*** Source information ***

pub mod backup;
pub mod batch;
pub mod checker;
pub mod events;
pub mod executor;
pub mod scanner;


pub use backup::{Backup, BackupStore};
pub use batch::{BatchCoordinator, CancelToken};
pub use checker::UpdateChecker;
pub use events::{ChannelListener, FanOutListener, SilentListener, UpdateEvent, UpdateListener};
pub use executor::UpdateExecutor;

use crate::catalog::CatalogClient;
use crate::config::UpdaterConfig;
use crate::error::{UpdateError, UpdateStep};
use crate::models::{UpdateReport, UpdateResult};
use crate::profile::{Profile, ProfileManager};
use crate::registry::{ArtifactRegistry, RegistryEntry};
use crate::utils::fs::remove_if_exists;
use std::collections::HashMap;
use std::sync::{Arc, Mutex};
use tokio::sync::{Mutex as AsyncMutex, OwnedMutexGuard};

/// Entry point tying profiles, checker and batch updates together.
///
/// Every operation holds the profile's lock for its whole duration, so the
/// registry of a profile only ever has one writer. Different profiles do not
/// block each other.
pub struct Updater {
    profiles: Arc<dyn ProfileManager>,
    checker: UpdateChecker,
    executor: Arc<UpdateExecutor>,
    batch: BatchCoordinator,
    locks: Mutex<HashMap<String, Arc<AsyncMutex<()>>>>,
}

impl Updater {
    pub fn new(
        config: UpdaterConfig,
        catalog: Arc<dyn CatalogClient>,
        profiles: Arc<dyn ProfileManager>,
        listener: Arc<dyn UpdateListener>,
    ) -> Self {
        let checker = UpdateChecker::new(catalog.clone(), listener.clone(), config.clone());
        let executor = Arc::new(UpdateExecutor::new(catalog, listener.clone(), config));
        let batch = BatchCoordinator::new(executor.clone(), listener);
        Self {
            profiles,
            checker,
            executor,
            batch,
            locks: Mutex::new(HashMap::new()),
        }
    }

    async fn lock_profile(&self, id: &str) -> Result<(Profile, OwnedMutexGuard<()>), UpdateError> {
        let lock = {
            let mut locks = self.locks.lock().unwrap_or_else(|p| p.into_inner());
            locks
                .entry(id.to_string())
                .or_insert_with(|| Arc::new(AsyncMutex::new(())))
                .clone()
        };
        let guard = lock.lock_owned().await;
        let profile = self.profiles.profile(id).await?;
        Ok((profile, guard))
    }

    pub async fn check_for_updates(&self, profile_id: &str) -> Result<Vec<UpdateReport>, UpdateError> {
        let (profile, _guard) = self.lock_profile(profile_id).await?;
        self.checker.check_for_updates(&profile).await
    }

    /// Check, then update every mod that has a newer version.
    pub async fn update_all(
        &self,
        profile_id: &str,
        cancel: &CancelToken,
    ) -> Result<Vec<UpdateResult>, UpdateError> {
        let (profile, _guard) = self.lock_profile(profile_id).await?;
        let reports: Vec<UpdateReport> = self
            .checker
            .check_for_updates(&profile)
            .await?
            .into_iter()
            .filter(|r| r.has_update)
            .collect();
        Ok(self.batch.update_many(&reports, &profile, cancel).await)
    }

    /// Check, then update the named files.
    ///
    /// Results follow the order of `file_names`, one per name. Unknown files
    /// fail with `NotTracked`, files whose check failed carry that catalog
    /// error, files without a newer version fail with `NoUpdateAvailable`.
    pub async fn update_selected(
        &self,
        profile_id: &str,
        file_names: &[String],
        cancel: &CancelToken,
    ) -> Result<Vec<UpdateResult>, UpdateError> {
        let (profile, _guard) = self.lock_profile(profile_id).await?;
        let reports = self.checker.check_for_updates(&profile).await?;

        let mut slots: Vec<Option<UpdateResult>> = Vec::with_capacity(file_names.len());
        let mut selected = Vec::new();
        let mut positions = Vec::new();
        for (index, file_name) in file_names.iter().enumerate() {
            let report = reports.iter().find(|r| &r.artifact.file_name == file_name);
            let settled = match report {
                None => Some(UpdateResult::Failed {
                    name: file_name.clone(),
                    error: UpdateError::NotTracked {
                        file_name: file_name.clone(),
                    },
                }),
                Some(report) => match &report.error {
                    Some(message) => Some(UpdateResult::Failed {
                        name: report.name().to_string(),
                        error: UpdateError::CatalogUnavailable {
                            message: message.clone(),
                        },
                    }),
                    None => {
                        selected.push(report.clone());
                        positions.push(index);
                        None
                    }
                },
            };
            slots.push(settled);
        }

        let updated = self.batch.update_many(&selected, &profile, cancel).await;
        for (index, result) in positions.into_iter().zip(updated) {
            slots[index] = Some(result);
        }
        Ok(slots.into_iter().flatten().collect())
    }

    /// Update an already produced selection of reports.
    pub async fn update_reports(
        &self,
        profile_id: &str,
        reports: &[UpdateReport],
        cancel: &CancelToken,
    ) -> Result<Vec<UpdateResult>, UpdateError> {
        let (profile, _guard) = self.lock_profile(profile_id).await?;
        Ok(self.batch.update_many(reports, &profile, cancel).await)
    }

    pub async fn install(
        &self,
        profile_id: &str,
        catalog_id: &str,
        display_name: Option<&str>,
    ) -> Result<RegistryEntry, UpdateError> {
        let (profile, _guard) = self.lock_profile(profile_id).await?;
        self.executor
            .install(catalog_id, display_name.unwrap_or(catalog_id), &profile)
            .await
    }

    /// Put the most recent backup of `file_name` back into the install dir.
    ///
    /// Only the file is restored; the registry keeps describing whatever was
    /// installed last.
    pub async fn rollback(&self, profile_id: &str, file_name: &str) -> Result<Backup, UpdateError> {
        let (profile, _guard) = self.lock_profile(profile_id).await?;
        let store = BackupStore::for_profile(&profile);
        let backup = store
            .latest(file_name)
            .await
            .map_err(|e| UpdateError::fs(UpdateStep::Rollback, e))?
            .ok_or_else(|| UpdateError::BackupNotFound {
                file_name: file_name.to_string(),
            })?;

        store
            .restore(&backup, &profile.install_dir.join(file_name))
            .await
            .map_err(|e| UpdateError::fs(UpdateStep::Rollback, e))?;
        Ok(backup)
    }

    pub async fn list_backups(
        &self,
        profile_id: &str,
        file_name: Option<&str>,
    ) -> Result<Vec<Backup>, UpdateError> {
        let (profile, _guard) = self.lock_profile(profile_id).await?;
        BackupStore::for_profile(&profile)
            .list(file_name)
            .await
            .map_err(|e| UpdateError::fs(UpdateStep::Scan, e))
    }

    /// Delete a tracked mod file together with its registry entry.
    pub async fn remove_artifact(
        &self,
        profile_id: &str,
        file_name: &str,
    ) -> Result<RegistryEntry, UpdateError> {
        let (profile, _guard) = self.lock_profile(profile_id).await?;
        let registry = ArtifactRegistry::new(profile.registry_path());
        let entry = registry
            .remove(file_name)
            .await
            .map_err(|e| UpdateError::fs(UpdateStep::Registry, e))?
            .ok_or_else(|| UpdateError::NotTracked {
                file_name: file_name.to_string(),
            })?;

        remove_if_exists(&profile.install_dir.join(file_name))
            .await
            .map_err(|e| UpdateError::fs(UpdateStep::Swap, e))?;
        log::info!("[Updater] Removed {} from profile {}", file_name, profile.id);
        Ok(entry)
    }

    /// Drop registry entries whose file is gone from the install dir.
    pub async fn prune_registry(&self, profile_id: &str) -> Result<Vec<RegistryEntry>, UpdateError> {
        let (profile, _guard) = self.lock_profile(profile_id).await?;
        let registry = ArtifactRegistry::new(profile.registry_path());
        let install_dir = profile.install_dir.clone();
        let dropped = registry
            .retain(|entry| install_dir.join(&entry.file_name).is_file())
            .await
            .map_err(|e| UpdateError::fs(UpdateStep::Registry, e))?;
        if !dropped.is_empty() {
            log::info!(
                "[Updater] Dropped {} stale registry entries from {}",
                dropped.len(),
                profile.id
            );
        }
        Ok(dropped)
    }
}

*** End of Source information ***

▶ [Work instruction]
How many lines in the records above contain the word "UpdaterConfig"? Reply with the number and nothing more.

▶ [Answer to the problem]
2